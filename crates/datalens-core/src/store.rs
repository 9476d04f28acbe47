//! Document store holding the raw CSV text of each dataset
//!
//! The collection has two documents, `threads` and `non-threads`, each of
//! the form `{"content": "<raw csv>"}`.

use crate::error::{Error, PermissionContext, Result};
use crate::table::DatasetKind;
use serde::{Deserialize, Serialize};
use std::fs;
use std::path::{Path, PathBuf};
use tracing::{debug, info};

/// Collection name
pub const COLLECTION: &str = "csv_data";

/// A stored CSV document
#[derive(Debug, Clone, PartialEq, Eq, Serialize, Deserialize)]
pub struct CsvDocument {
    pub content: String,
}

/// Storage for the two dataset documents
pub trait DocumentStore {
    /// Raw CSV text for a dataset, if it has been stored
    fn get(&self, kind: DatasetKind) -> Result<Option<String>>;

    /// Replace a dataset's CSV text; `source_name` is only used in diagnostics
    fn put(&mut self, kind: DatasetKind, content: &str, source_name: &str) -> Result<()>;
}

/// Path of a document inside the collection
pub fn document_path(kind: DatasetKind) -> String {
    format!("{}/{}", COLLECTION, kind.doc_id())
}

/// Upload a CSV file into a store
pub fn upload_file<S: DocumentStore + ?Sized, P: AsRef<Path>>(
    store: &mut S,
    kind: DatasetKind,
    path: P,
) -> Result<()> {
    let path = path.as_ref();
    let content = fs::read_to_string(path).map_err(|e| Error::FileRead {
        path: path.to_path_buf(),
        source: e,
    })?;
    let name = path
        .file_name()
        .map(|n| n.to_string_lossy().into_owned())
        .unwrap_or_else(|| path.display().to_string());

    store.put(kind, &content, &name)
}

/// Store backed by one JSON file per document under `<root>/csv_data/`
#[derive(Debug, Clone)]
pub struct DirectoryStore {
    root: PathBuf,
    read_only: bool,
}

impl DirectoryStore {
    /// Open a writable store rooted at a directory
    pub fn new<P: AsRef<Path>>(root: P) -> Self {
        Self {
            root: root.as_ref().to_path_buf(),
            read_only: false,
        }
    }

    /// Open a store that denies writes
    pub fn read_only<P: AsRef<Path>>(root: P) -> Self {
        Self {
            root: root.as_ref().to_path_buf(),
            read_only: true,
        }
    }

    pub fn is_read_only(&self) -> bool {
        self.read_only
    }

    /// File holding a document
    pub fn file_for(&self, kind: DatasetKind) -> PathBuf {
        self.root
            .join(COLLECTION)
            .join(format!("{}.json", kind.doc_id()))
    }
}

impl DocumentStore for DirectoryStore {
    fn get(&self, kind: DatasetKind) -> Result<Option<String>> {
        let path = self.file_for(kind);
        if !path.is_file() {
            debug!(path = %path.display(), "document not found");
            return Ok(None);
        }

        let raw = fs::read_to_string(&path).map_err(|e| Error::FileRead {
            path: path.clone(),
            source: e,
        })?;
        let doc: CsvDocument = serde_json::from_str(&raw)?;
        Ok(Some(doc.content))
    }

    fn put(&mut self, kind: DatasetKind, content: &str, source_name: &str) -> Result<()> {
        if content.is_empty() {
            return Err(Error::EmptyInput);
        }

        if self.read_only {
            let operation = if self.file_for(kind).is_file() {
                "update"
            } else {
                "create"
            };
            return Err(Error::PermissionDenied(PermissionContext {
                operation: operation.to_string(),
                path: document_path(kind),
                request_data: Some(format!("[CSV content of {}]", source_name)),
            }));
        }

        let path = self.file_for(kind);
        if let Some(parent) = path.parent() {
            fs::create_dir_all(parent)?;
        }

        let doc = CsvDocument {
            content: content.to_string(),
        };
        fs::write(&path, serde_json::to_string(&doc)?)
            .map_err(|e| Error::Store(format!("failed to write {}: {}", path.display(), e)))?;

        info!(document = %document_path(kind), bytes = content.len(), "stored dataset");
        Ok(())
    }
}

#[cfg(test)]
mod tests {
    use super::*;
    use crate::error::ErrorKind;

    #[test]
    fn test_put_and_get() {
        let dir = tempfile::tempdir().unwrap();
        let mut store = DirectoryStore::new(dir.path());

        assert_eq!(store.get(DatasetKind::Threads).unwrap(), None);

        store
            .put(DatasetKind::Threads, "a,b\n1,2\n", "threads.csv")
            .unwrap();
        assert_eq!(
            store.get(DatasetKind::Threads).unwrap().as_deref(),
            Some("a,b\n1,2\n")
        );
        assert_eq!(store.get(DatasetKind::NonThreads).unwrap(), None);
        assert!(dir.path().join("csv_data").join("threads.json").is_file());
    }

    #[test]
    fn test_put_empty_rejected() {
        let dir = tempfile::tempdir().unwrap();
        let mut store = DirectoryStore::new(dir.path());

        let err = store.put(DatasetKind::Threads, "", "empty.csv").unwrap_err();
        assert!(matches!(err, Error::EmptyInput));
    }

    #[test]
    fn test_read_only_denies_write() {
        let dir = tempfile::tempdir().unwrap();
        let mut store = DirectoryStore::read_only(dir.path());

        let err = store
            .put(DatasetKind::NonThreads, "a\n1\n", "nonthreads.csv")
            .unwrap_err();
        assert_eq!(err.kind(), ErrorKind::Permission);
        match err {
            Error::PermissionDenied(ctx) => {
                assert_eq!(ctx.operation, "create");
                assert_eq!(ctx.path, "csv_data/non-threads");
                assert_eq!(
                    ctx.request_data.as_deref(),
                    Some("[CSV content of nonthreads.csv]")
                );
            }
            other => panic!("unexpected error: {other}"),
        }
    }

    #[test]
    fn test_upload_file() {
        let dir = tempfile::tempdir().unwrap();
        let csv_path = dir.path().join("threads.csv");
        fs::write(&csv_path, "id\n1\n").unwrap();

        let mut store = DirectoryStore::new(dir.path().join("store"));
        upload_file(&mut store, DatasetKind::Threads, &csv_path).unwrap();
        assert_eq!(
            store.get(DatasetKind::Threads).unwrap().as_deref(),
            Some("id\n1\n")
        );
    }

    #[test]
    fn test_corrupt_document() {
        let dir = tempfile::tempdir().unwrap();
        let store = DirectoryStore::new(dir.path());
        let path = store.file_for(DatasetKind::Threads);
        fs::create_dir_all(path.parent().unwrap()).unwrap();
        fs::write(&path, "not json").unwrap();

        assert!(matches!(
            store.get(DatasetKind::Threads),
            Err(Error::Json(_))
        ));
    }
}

---

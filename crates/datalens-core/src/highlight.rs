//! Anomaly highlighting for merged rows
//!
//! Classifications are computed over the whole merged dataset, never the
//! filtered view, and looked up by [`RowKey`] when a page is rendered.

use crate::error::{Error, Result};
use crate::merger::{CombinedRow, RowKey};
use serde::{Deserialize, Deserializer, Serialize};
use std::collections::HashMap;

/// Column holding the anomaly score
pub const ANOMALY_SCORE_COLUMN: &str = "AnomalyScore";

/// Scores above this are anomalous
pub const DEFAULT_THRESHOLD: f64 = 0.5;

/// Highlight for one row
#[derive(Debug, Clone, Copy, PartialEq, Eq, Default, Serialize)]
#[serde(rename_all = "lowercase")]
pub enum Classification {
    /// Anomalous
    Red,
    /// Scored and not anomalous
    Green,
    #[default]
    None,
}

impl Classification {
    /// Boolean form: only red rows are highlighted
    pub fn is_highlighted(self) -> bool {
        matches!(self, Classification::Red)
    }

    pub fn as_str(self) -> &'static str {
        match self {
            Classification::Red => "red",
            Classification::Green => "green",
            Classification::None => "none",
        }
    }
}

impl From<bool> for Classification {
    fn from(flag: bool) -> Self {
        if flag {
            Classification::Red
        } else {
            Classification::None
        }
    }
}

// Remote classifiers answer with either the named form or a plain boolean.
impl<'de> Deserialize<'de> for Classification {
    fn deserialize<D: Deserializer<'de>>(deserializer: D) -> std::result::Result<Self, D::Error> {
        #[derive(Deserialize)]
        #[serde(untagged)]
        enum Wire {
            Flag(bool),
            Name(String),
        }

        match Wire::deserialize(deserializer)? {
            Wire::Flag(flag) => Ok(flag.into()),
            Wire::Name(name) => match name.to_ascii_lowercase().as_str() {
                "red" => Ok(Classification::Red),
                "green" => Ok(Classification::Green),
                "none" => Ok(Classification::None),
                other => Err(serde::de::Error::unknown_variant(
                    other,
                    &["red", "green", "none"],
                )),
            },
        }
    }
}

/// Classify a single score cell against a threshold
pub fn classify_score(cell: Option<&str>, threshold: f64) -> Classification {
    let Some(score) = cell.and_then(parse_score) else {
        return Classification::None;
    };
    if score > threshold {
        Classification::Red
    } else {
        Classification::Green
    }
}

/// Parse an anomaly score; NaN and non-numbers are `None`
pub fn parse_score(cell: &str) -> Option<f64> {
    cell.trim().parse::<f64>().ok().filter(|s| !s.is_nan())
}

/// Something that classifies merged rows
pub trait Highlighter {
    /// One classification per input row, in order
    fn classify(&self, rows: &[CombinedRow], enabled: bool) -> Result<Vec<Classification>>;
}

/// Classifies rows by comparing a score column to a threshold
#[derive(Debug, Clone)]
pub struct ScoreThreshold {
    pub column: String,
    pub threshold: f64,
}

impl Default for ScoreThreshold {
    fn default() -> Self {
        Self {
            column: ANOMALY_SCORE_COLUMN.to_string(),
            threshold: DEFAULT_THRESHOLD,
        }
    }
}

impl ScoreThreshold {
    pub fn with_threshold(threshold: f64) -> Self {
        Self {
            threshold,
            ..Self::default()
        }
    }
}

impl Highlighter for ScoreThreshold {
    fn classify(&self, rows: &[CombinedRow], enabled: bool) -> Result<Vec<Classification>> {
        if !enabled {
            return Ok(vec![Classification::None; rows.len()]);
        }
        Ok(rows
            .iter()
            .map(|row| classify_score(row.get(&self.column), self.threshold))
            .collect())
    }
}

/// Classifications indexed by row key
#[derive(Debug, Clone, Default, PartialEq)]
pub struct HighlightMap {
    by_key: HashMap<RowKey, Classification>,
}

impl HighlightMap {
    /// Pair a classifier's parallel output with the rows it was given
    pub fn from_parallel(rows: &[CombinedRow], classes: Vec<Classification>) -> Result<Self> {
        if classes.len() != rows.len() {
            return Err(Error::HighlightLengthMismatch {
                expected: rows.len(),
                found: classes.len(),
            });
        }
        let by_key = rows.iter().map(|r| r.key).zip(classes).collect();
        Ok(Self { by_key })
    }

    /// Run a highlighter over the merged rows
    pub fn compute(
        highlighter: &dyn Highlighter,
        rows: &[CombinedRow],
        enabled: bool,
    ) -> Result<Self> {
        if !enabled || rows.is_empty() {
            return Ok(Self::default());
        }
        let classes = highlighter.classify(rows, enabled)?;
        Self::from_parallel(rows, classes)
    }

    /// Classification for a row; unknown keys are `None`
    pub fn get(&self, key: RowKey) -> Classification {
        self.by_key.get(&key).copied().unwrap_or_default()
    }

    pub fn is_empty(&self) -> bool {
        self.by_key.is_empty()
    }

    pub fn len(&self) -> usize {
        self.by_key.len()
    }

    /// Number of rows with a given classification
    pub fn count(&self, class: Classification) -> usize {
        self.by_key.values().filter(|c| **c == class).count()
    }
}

...

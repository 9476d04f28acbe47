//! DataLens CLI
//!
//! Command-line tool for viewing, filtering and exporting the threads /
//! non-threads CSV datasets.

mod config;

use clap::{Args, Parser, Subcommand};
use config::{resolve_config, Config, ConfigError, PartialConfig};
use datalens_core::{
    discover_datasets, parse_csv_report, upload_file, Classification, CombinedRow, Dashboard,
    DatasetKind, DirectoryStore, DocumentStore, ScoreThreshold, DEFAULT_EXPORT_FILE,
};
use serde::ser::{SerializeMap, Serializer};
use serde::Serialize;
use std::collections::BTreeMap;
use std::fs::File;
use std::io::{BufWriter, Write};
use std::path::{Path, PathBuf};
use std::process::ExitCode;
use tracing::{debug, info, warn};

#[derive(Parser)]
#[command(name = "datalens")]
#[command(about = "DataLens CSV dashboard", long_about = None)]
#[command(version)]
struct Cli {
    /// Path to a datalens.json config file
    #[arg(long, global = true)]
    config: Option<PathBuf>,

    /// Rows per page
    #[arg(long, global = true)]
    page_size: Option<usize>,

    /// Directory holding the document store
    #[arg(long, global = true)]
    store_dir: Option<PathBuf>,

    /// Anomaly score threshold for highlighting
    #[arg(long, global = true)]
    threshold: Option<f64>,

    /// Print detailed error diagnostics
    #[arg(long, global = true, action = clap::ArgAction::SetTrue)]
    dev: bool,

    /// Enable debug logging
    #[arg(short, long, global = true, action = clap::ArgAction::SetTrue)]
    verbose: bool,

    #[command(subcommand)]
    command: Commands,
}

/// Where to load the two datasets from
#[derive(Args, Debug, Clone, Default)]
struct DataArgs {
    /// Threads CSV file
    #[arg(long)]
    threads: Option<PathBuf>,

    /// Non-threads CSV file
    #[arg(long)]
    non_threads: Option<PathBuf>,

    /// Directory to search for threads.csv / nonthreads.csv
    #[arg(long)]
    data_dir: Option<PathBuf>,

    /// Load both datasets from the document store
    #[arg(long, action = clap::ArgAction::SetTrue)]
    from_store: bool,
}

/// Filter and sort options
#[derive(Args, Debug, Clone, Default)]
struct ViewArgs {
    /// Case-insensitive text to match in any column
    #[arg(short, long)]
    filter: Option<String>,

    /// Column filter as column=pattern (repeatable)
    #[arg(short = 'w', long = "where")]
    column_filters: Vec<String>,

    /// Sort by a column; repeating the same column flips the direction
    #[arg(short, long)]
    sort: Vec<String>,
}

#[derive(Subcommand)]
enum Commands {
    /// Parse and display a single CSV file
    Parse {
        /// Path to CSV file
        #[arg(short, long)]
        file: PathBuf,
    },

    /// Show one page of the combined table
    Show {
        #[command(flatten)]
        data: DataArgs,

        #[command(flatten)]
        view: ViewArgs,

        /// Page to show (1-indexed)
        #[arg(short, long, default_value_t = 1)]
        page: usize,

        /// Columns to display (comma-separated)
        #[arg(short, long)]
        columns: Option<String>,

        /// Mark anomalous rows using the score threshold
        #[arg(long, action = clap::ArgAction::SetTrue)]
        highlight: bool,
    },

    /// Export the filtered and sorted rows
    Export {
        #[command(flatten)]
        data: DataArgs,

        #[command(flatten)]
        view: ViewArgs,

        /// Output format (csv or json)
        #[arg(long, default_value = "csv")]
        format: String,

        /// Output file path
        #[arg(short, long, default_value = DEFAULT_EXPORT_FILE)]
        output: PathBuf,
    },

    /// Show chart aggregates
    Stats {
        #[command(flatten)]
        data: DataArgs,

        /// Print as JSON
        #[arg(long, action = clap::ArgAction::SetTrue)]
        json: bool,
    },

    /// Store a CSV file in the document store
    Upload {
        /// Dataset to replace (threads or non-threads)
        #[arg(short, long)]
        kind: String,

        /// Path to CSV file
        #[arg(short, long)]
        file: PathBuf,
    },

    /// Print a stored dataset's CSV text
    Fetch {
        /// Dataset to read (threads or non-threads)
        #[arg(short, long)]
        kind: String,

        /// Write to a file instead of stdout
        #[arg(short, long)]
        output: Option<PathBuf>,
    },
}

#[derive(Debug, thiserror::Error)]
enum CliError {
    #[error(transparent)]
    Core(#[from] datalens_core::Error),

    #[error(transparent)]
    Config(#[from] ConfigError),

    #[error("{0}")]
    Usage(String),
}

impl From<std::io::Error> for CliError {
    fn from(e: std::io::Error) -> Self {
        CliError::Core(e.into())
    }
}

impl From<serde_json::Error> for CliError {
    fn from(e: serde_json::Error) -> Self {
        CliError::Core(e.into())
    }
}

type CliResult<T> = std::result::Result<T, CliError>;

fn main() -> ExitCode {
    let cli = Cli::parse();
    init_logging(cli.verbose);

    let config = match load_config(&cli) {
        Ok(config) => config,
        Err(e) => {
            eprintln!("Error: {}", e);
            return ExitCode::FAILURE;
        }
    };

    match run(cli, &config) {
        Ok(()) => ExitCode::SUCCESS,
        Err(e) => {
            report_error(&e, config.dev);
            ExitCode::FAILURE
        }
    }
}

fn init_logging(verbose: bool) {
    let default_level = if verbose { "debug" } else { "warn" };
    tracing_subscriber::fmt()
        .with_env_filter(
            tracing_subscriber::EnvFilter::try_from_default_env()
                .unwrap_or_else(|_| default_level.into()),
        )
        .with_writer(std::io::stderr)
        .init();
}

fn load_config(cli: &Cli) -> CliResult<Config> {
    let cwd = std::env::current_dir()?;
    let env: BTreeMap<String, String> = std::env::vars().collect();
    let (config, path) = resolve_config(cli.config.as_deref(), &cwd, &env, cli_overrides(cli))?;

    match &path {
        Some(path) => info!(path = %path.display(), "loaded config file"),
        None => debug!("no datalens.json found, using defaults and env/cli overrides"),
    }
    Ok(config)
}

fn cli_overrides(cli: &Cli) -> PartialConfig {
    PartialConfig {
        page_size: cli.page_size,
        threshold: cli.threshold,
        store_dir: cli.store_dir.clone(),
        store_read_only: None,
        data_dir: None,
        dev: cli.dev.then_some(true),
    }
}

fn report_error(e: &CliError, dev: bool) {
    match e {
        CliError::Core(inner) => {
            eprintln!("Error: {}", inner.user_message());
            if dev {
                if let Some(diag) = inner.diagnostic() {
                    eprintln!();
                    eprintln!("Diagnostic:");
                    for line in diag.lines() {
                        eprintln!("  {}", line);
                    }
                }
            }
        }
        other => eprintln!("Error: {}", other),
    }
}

= Your objective =
Only a number is wanted here: the count of lines in the data that contain the string "FAILURE".

= Solution to the problem =
2